Pathoscope Updated February 13, 2020

The Pathoscope workflow is used for detecting known reference OTUs in an Illumina sample library.

How Does it Work?

The concept behind this bioinformatic workflow is very simple. Put simply, sample reads are mapped against a Virtool reference and reads matching OTUs are counted and used to arrive at a detection result. In order to understand this section, you must be familiar with references and OTUs.

The first step of the workflow involves mapping sample reads against default isolates of all OTUs in the target reference. This can be thought of as a fishing or prescreening step for OTUs that may be potentially represented in the sample. Any OTUs with at least one matching read are retained as candidate hits for the second step.

The second step begins with the creation of a Bowtie2 mapping index containing all isolates of the OTUs identified in the default isolate mapping. This step provides a more diverse mapping target for each virus and allows isolate-level detection.

A major complication of this diagnostic method is multi-mapping, the situation in which single reads find multiple mapping positions in a set of reference sequences. We can make the assumption that there are only a small number of real source sequences in the sample. In practice, reads with a single real source sequence find multiple mapping locations in Virtool references. This is especially true when OTUs contain large numbers of similar isolates.

Virtool uses the Pathoscope2 Python library to reassign multi-mapped reads to their most likely source sequences. An expectation maximization (EM) algorithm is used to perform the reassignment. Pathoscope makes the assumption that source sequences with high numbers of uniquely mapped (not multi-mapped) reads are most likely to be real source sequences. Read counts are reassigned fractionally when it is assigned to multiple genomes after reassignment.

Cache Quality Analysis

Cache quality analysis is determined by running Pathoscope and/or NuVs on your sample of interest. These analyses can be found under the Analyses tab. Cache quality analysis

Click on the PathoscopeBowtie to view its analyses. PathoscopeBowtie

Pathoscope is the primary tool in Virtool used for determining whether a known virus is present in a sample. A number of statistics are used to determine the presence of a pathogen.

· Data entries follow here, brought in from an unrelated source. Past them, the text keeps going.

//! GTID and GTID set handling.
//!
//! A GTID set is the merged record of every transaction already processed,
//! grouped by source server UUID. Its text form matches MySQL's
//! `gtid_executed` output, so a stored set can be handed straight to a
//! binlog client to resume streaming.

use std::collections::BTreeMap;
use std::fmt;
use std::str::FromStr;

use uuid::Uuid;

use crate::error::{Error, Result};

/// A single transaction identifier (`source_uuid:sequence`).
#[derive(Debug, Clone, Copy, PartialEq, Eq, Hash, PartialOrd, Ord)]
pub struct Gtid {
    /// UUID of the server that committed the transaction.
    pub source_id: Uuid,
    /// Sequence number of the transaction on that server, starting at 1.
    pub sequence: u64,
}

impl Gtid {
    pub fn new(source_id: Uuid, sequence: u64) -> Self {
        Self {
            source_id,
            sequence,
        }
    }
}

impl fmt::Display for Gtid {
    fn fmt(&self, f: &mut fmt::Formatter<'_>) -> fmt::Result {
        write!(f, "{}:{}", self.source_id.hyphenated(), self.sequence)
    }
}

impl FromStr for Gtid {
    type Err = Error;

    fn from_str(s: &str) -> Result<Self> {
        let (source, sequence) = s
            .trim()
            .split_once(':')
            .ok_or_else(|| Error::invalid_gtid(s, "expected <uuid>:<sequence>"))?;

        Ok(Gtid {
            source_id: parse_source_id(source, s)?,
            sequence: parse_sequence(sequence, s)?,
        })
    }
}

/// An inclusive range of transaction sequence numbers.
#[derive(Debug, Clone, Copy, PartialEq, Eq, PartialOrd, Ord)]
pub struct Interval {
    pub start: u64,
    pub end: u64,
}

impl Interval {
    pub fn contains(&self, sequence: u64) -> bool {
        self.start <= sequence && sequence <= self.end
    }

    fn covers(&self, other: &Interval) -> bool {
        self.start <= other.start && other.end <= self.end
    }

    fn parse(part: &str, input: &str) -> Result<Self> {
        let (start, end) = match part.split_once('-') {
            Some((start, end)) => (parse_sequence(start, input)?, parse_sequence(end, input)?),
            None => {
                let n = parse_sequence(part, input)?;
                (n, n)
            }
        };

        if end < start {
            return Err(Error::invalid_gtid(
                input,
                format!("range '{}' is inverted", part),
            ));
        }

        Ok(Interval { start, end })
    }
}

impl fmt::Display for Interval {
    fn fmt(&self, f: &mut fmt::Formatter<'_>) -> fmt::Result {
        if self.start == self.end {
            write!(f, "{}", self.start)
        } else {
            write!(f, "{}-{}", self.start, self.end)
        }
    }
}

fn parse_source_id(s: &str, input: &str) -> Result<Uuid> {
    Uuid::parse_str(s.trim())
        .map_err(|e| Error::invalid_gtid(input, format!("bad source uuid '{}': {}", s.trim(), e)))
}

fn parse_sequence(s: &str, input: &str) -> Result<u64> {
    let n: u64 = s
        .trim()
        .parse()
        .map_err(|_| Error::invalid_gtid(input, format!("'{}' is not a transaction number", s)))?;

    if n == 0 {
        return Err(Error::invalid_gtid(input, "transaction numbers start at 1"));
    }

    Ok(n)
}

/// The merged set of processed transactions.
///
/// Intervals for each source are kept sorted and coalesced, so two sets
/// holding the same transactions always render to the same string.
#[derive(Debug, Clone, Default, PartialEq, Eq)]
pub struct GtidSet {
    sets: BTreeMap<Uuid, Vec<Interval>>,
}

impl GtidSet {
    pub fn new() -> Self {
        Self::default()
    }

    /// Parse a GTID set such as `uuid:1-5:7,uuid2:1-3`.
    ///
    /// The empty string is the empty set. Whitespace around elements is
    /// ignored, which accepts MySQL's multi-line `gtid_executed` output.
    pub fn parse(input: &str) -> Result<Self> {
        let mut set = GtidSet::new();

        for element in input.split(',') {
            let element = element.trim();
            if element.is_empty() {
                continue;
            }

            let mut parts = element.split(':');
            let source = parts.next().unwrap_or_default();
            let source_id = parse_source_id(source, input)?;

            let mut ranges = 0;
            for part in parts {
                set.insert(source_id, Interval::parse(part.trim(), input)?);
                ranges += 1;
            }

            if ranges == 0 {
                return Err(Error::invalid_gtid(
                    input,
                    format!("no transaction range for source {}", source_id),
                ));
            }
        }

        Ok(set)
    }

    /// Merge a GTID or GTID set string into this set.
    ///
    /// The input is parsed completely before anything is merged, so a
    /// parse error leaves the set untouched.
    pub fn update(&mut self, input: &str) -> Result<()> {
        let other = GtidSet::parse(input)?;
        self.merge(&other);
        Ok(())
    }

    pub fn merge(&mut self, other: &GtidSet) {
        for (source_id, intervals) in &other.sets {
            for interval in intervals {
                self.insert(*source_id, *interval);
            }
        }
    }

    pub fn contains(&self, gtid: &Gtid) -> bool {
        self.sets
            .get(&gtid.source_id)
            .is_some_and(|intervals| intervals.iter().any(|i| i.contains(gtid.sequence)))
    }

    /// Whether every transaction in `other` is also in this set.
    pub fn contains_set(&self, other: &GtidSet) -> bool {
        other.sets.iter().all(|(source_id, theirs)| {
            let Some(ours) = self.sets.get(source_id) else {
                return false;
            };
            theirs
                .iter()
                .all(|interval| ours.iter().any(|o| o.covers(interval)))
        })
    }

    pub fn is_empty(&self) -> bool {
        self.sets.is_empty()
    }

    /// Source UUIDs with their merged intervals, in canonical order.
    pub fn sources(&self) -> impl Iterator<Item = (&Uuid, &[Interval])> {
        self.sets.iter().map(|(id, intervals)| (id, intervals.as_slice()))
    }

    fn insert(&mut self, source_id: Uuid, interval: Interval) {
        let intervals = self.sets.entry(source_id).or_default();
        intervals.push(interval);
        intervals.sort_unstable();

        let mut merged: Vec<Interval> = Vec::with_capacity(intervals.len());
        for next in intervals.drain(..) {
            match merged.last_mut() {
                Some(last) if next.start <= last.end.saturating_add(1) => {
                    last.end = last.end.max(next.end);
                }
                _ => merged.push(next),
            }
        }
        *intervals = merged;
    }
}

impl fmt::Display for GtidSet {
    fn fmt(&self, f: &mut fmt::Formatter<'_>) -> fmt::Result {
        for (i, (source_id, intervals)) in self.sets.iter().enumerate() {
            if i > 0 {
                f.write_str(",")?;
            }
            write!(f, "{}", source_id.hyphenated())?;
            for interval in intervals {
                write!(f, ":{}", interval)?;
            }
        }
        Ok(())
    }
}

impl FromStr for GtidSet {
    type Err = Error;

    fn from_str(s: &str) -> Result<Self> {
        GtidSet::parse(s)
    }
}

Generally, approximately 5 million reads is a good base line for a dsRNA library, however the percentage of mapped reads is of greater importance. For dsRNA, percentages can range from less than 1% to greater than 80%. The greater the enrichment of viral RNA (i.e. the higher the percent of mapped reads) the less number of total reads are required. For example, 2% of 5 million reads or 100 000 mapped reads is good.

Additional statistics include:

Coverage: a measure for how well the mapped reads cover the viral genome. In general, coverage of greater than 0.5 indicates positve detection and coverage less than 0.2 indicates negative detection.

Depth: a measure of how many times a genome is covered by mapped reads.

Weight: the calculated proportion of reads mapping to a virus. The weight is roughly proportional to the titre. Higher the titre, higher the weight. A weight greater than 0.001 is a strong indicator of positive detection.

Pathoscope Analyses

In the analyses shown above, three pathogens are likely to be in the sample. Although the total number of mapped reads is less than 5 million, the percentage of mapped reads is 8.12% therefore this is a good indicator of enrichment of viral RNA. Additionally, all three pathogens have high weight, depth, and coverage values, therefore we can confidently say that indeed these pathogens are present in the sample.

The results from Pathoscope were successful in identifying the pathogens present in the sample, therefore further analysis using NuVs is not necessary. An indication that would result in using NuVs would be if our results showed high weight and depth values in combination with low coverage values. This would indicate that the virus sequence in the sample may be significantly different than what is in the database. This may represent a new genotype or possibly a new, closely related virus.